NFκB nuclear dynamics orchestrate inflammatory aging

SUMMARY Upregulation of nuclear factor κB (NFκB) signaling is a hallmark of aging and major cause of age-related chronic inflammation; however, its physiological functions and mechanisms remain unclear. By combining mathematical modeling and experiments, we show that dysfunction of negative feedback regulators of NFκB, IκBα and A20, alters the NFκB nuclear dynamics from oscillatory to sustained, promoting cellular senescence by remodeling epigenetic regulation and metabolic landscape.
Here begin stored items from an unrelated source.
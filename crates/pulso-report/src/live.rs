//! The production pipeline: X API recent search plus a TEI-served model.

use pulso_core::AppConfig;
use pulso_search::{BackoffPolicy, SearchGateway, XApiClient};
use pulso_sentiment::{SentimentClassifier, TeiSentimentModel};

use crate::error::PipelineError;
use crate::pipeline::Pipeline;

pub type LivePipeline = Pipeline<XApiClient, TeiSentimentModel>;

/// Builds the collaborators described by `config`. Call once at startup.
///
/// # Errors
///
/// Returns [`PipelineError::SearchSetup`] or [`PipelineError::SentimentSetup`]
/// if an HTTP client cannot be built.
pub fn build_live_pipeline(config: &AppConfig) -> Result<LivePipeline, PipelineError> {
    let client = XApiClient::with_base_url(
        &config.x_bearer_token,
        config.search_timeout_secs,
        &config.x_base_url,
    )
    .map_err(PipelineError::SearchSetup)?;
    let backoff =
        BackoffPolicy::from_secs(config.search_max_attempts, config.search_backoff_base_secs);
    let search = SearchGateway::new(client, config.search_max_results, backoff);

    let model = TeiSentimentModel::new(&config.sentiment_url, config.sentiment_timeout_secs)
        .map_err(PipelineError::SentimentSetup)?;

    tracing::info!(
        search_url = %config.x_base_url,
        sentiment_url = %config.sentiment_url,
        max_results = config.search_max_results,
        max_attempts = config.search_max_attempts,
        "pipeline collaborators ready"
    );

    Ok(Pipeline::new(
        search,
        SentimentClassifier::new(model),
        config.default_location.clone(),
    ))
}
Sustained NFκB activity by IκBα downregulation enhanced inflammation- and senescence-associated gene expression through increased NFκB-DNA binding and slowed the cell cycle by upregulating purine catabolism via mTORC2/AKT pathways. Notably, IκBα knockdown combined with A20 overexpression resulted in lower NFκB amplitude, cytokine expression, and SA-β-gal activity than IκBα knockdown alone. IκBα downregulation is correlated with hypoxanthine phosphoribosyltransferase 1 (HPRT1) expression in the purine salvage pathway in aged mouse hearts. Our study suggests that nuclear NFκB homeostasis is critical for balancing purine metabolism associated with chronic inflammation and tissue aging.